Draft mode is a state where an email template can be edited without affecting what is currently live. Draft mode creates a safety buffer between iteration and production sends, allowing teams to experiment, collaborate, and refine content before publishing.
How Drafts Fit Into Workflow
Draft mode is usually part of an approval workflow where changes are reviewed before going live. Drafts can be shared for feedback, validated for link correctness, and tested against common client constraints. Draft mode also pairs well with template versioning because every draft and publish can become a checkpoint that supports controlled releases and clear accountability.
Guardrails While Drafting
Drafts are also useful for structured QA. You can require checklists, previews, and approvals before publish, and you can prevent last-minute edits from bypassing review by locking publish behind roles and workflow steps.

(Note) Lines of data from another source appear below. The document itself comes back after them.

use std::env;

const DEFAULT_BASE_URL: &str = "http://127.0.0.1:5000";

/// Base URL for the backend API.
///
/// `REACTION_API_URL` overrides the default; a trailing slash is stripped
/// so path joins stay predictable.
pub fn api_base_url() -> String {
    match env::var("REACTION_API_URL") {
        Ok(raw) => normalize_base_url(&raw),
        Err(_) => DEFAULT_BASE_URL.to_string(),
    }
}

fn normalize_base_url(raw: &str) -> String {
    raw.trim_end_matches('/').to_string()
}
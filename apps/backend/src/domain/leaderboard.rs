//! Leaderboard domain logic.
//!
//! The store is an explicitly owned object injected into request handlers
//! through application state; nothing here touches process-wide globals.

use serde::{Deserialize, Serialize};

use crate::error::{AppError, ErrorCode};

/// Maximum number of retained entries.
pub const LEADERBOARD_CAP: usize = 10;

/// Longest stored player name, in characters.
pub const MAX_NAME_CHARS: usize = 32;

/// One submitted score. Immutable once stored.
#[derive(Debug, Clone, PartialEq, Eq, Serialize, Deserialize)]
pub struct ScoreEntry {
    pub name: String,
    /// Reaction time in milliseconds (lower is better).
    pub score: i64,
    /// Submission time, unix milliseconds.
    pub ts: i64,
}

/// Ranked list of the best (lowest) scores, ascending, capped at
/// [`LEADERBOARD_CAP`].
///
/// Retention is bounded: entries that fall off the end of the top-10 are
/// discarded on submit, so the store holds at most `LEADERBOARD_CAP + 1`
/// entries transiently and `LEADERBOARD_CAP` at rest.
#[derive(Debug, Default)]
pub struct LeaderboardStore {
    entries: Vec<ScoreEntry>,
}

impl LeaderboardStore {
    pub fn new() -> Self {
        Self {
            entries: Vec::with_capacity(LEADERBOARD_CAP + 1),
        }
    }

    /// Validate and record a score, returning the resulting top-10.
    ///
    /// Names longer than [`MAX_NAME_CHARS`] are truncated at a character
    /// boundary. Sorting is stable, so equal scores rank by submission
    /// order.
    pub fn submit(
        &mut self,
        name: &str,
        score: i64,
        submitted_at_ms: i64,
    ) -> Result<Vec<ScoreEntry>, AppError> {
        if name.is_empty() {
            return Err(AppError::invalid(
                ErrorCode::ValidationError,
                "name and numeric score required",
            ));
        }

        let name: String = name.chars().take(MAX_NAME_CHARS).collect();
        self.entries.push(ScoreEntry {
            name,
            score,
            ts: submitted_at_ms,
        });
        self.entries.sort_by_key(|e| e.score);
        self.entries.truncate(LEADERBOARD_CAP);

        Ok(self.entries.clone())
    }

    /// Current top-10 snapshot. No side effects.
    pub fn snapshot(&self) -> Vec<ScoreEntry> {
        self.entries.clone()
    }

    pub fn len(&self) -> usize {
        self.entries.len()
    }

    pub fn is_empty(&self) -> bool {
        self.entries.is_empty()
    }
}
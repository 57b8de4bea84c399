use actix_web::{web, HttpResponse};
use serde::Serialize;

use crate::error::AppError;

#[derive(Debug, Serialize)]
struct HealthResponse {
    ok: bool,
}

async fn health() -> Result<HttpResponse, AppError> {
    Ok(HttpResponse::Ok().json(HealthResponse { ok: true }))
}

pub fn configure_routes(cfg: &mut actix_web::web::ServiceConfig) {
    cfg.route("/health", web::get().to(health));
}
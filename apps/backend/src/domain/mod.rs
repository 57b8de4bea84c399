pub mod leaderboard;

pub use leaderboard::{LeaderboardStore, ScoreEntry};
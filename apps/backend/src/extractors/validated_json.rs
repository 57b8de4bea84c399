use std::ops::{Deref, DerefMut};

use actix_web::dev::Payload;
use actix_web::{FromRequest, HttpRequest};
use bytes::BytesMut;
use futures_util::StreamExt;
use serde::de::DeserializeOwned;
use serde_json::Error as JsonError;
use tracing::{debug, warn};

use crate::error::{AppError, ErrorCode};

/// JSON extractor that maps parse and type failures to the API's 400 shape.
///
/// Deserialization failures (malformed JSON, a non-numeric `score`, a
/// missing field) become an `AppError` rendered as `{ "error": string }`
/// with a sanitized message instead of actix's default error body.
#[derive(Debug)]
pub struct ValidatedJson<T>(pub T);

impl<T> ValidatedJson<T> {
    /// Extract the inner value from the ValidatedJson wrapper
    pub fn into_inner(self) -> T {
        self.0
    }
}

impl<T> Deref for ValidatedJson<T> {
    type Target = T;

    fn deref(&self) -> &Self::Target {
        &self.0
    }
}

impl<T> DerefMut for ValidatedJson<T> {
    fn deref_mut(&mut self) -> &mut Self::Target {
        &mut self.0
    }
}

impl<T> FromRequest for ValidatedJson<T>
where
    T: DeserializeOwned + 'static,
{
    type Error = AppError;
    type Future = std::pin::Pin<Box<dyn std::future::Future<Output = Result<Self, Self::Error>>>>;

    fn from_request(req: &HttpRequest, payload: &mut Payload) -> Self::Future {
        let mut payload = payload.take();

        // Extract content type before creating the async future to avoid borrow-across-await
        let content_type = req
            .headers()
            .get("content-type")
            .and_then(|ct| ct.to_str().ok())
            .unwrap_or("")
            .to_string();

        Box::pin(async move {
            // Collect the request body into BytesMut
            let mut body = BytesMut::new();
            while let Some(chunk) = payload.next().await {
                let chunk = chunk.map_err(|e| {
                    warn!(error = %e, "Failed to read request body chunk");
                    AppError::bad_request(ErrorCode::BadRequest, "Failed to read request body")
                })?;
                body.extend_from_slice(&chunk);
            }

            // Attempt to parse JSON
            let parsed = serde_json::from_slice::<T>(&body).map_err(|e| {
                let detail = classify_json_error(&e);

                debug!(
                    error = %e,
                    content_type = %content_type,
                    body_size = body.len(),
                    "JSON parsing failed"
                );

                AppError::bad_request(ErrorCode::BadRequest, detail)
            })?;

            Ok(ValidatedJson(parsed))
        })
    }
}

/// Classify serde_json::Error and return a sanitized error message
fn classify_json_error(error: &JsonError) -> String {
    match error.classify() {
        serde_json::error::Category::Syntax => {
            let line = error.line();
            format!("Invalid JSON at line {line}")
        }
        serde_json::error::Category::Eof => "Invalid JSON: unexpected end of input".to_string(),
        serde_json::error::Category::Data => {
            "Invalid JSON: wrong types for one or more fields".to_string()
        }
        serde_json::error::Category::Io => "Invalid JSON: I/O error while reading body".to_string(),
    }
}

Drafts reduce risk, but they do not eliminate it. Teams still need guardrails for brand and compliance elements. That is why content locking is often applied even in drafts, protecting headers, footers, and critical modules from casual edits. Draft mode is also the right place to enforce quality checks like required links, accessible button labels, or mandatory alt text for images.
Tracking Changes Inside Drafts
Drafts can evolve quickly. Maintaining change history helps reviewers focus on what actually changed instead of re-reading the entire email. It also helps teams learn over time which types of edits improve outcomes and which introduce regressions. For fast-moving teams, draft mode supports parallel work: one person refines copy while another adjusts layout, with changes reconciled through version checkpoints.
Draft Mode and Topol
Topol supports safe drafting workflows with structured editing and predictable output, helping teams collaborate on templates without risking unintended changes to live content. Learn more at Topol or sign up at Topol signup.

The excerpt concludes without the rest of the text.